The new date is Jul 21, 2022.
The high court will hear the case later this year, marking the latest Biden immigration policy to get caught in the court system.
The high court declined to halt a lower court ruling from last month suspending ICE's enforcement guidelines, which told agents to prioritize arresting immigrants who threaten public safety or enter the U.S.
Four of the Supreme Court's nine members dissented from Thursday's decision.
The court will hear arguments in the case in December.
The Biden Administration asked the Supreme Court to stay the decision of the Texas judge who threw out the guidelines.
The Department of Homeland Security wouldn't say anything about the decision.
The Secretary of Homeland Security, Alejandro Mayorkas, argued that federal agents shouldn't arrest immigrants who contribute to their communities and pose no threat to the public. The policy was part of a series of actions taken by President Joe Biden to wind down some of the hardline immigration measures introduced by the Trump Administration. In the Biden era, ICE has pledged to avoid raiding worksites and deporting victims of crime, and border agencies have sought to wind down the policies of the Trump administration. Legal challenges from Republican states have been faced by this tactic. After Texas sued the administration within days of Biden's swearing in, Tipton tried to block an interim version of ICE's guidelines. Hundreds of thousands of migrants were quickly deported back to Mexico under Biden's Title 42 policy, which was stopped by a judge in May.

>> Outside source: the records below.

//! Lazy-loading, cache-backed project file tree for editor explorer panels.
//!
//! [`app::App`] is the surface a UI calls into; [`fs::cache::TreeCache`] holds
//! one partially materialized [`fs::tree::TreeNode`] tree per open project.

pub mod app;
pub mod config;
pub mod error;
pub mod fs;
pub mod logging;
pub mod ui;

pub use app::App;
pub use error::{AppError, Result};
pub use fs::cache::{SaveInvalidation, TreeCache};
pub use fs::tree::{NodeType, TreeNode};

Last month, the Supreme Court ruled in Biden's favor on one immigration challenge, in which a lower court judge had ruled that the administration couldn't reverse a policy that required asylum-seekers to wait in Mexico for their day in immigration court.
There has been a spike in the number of people arrested at the U.S.- Mexico border. Border Patrol agents arrested a record-high 1.66 million people who tried to cross the border in the fiscal year that ended last September. Title 42 caused more people to try to cross the border multiple times.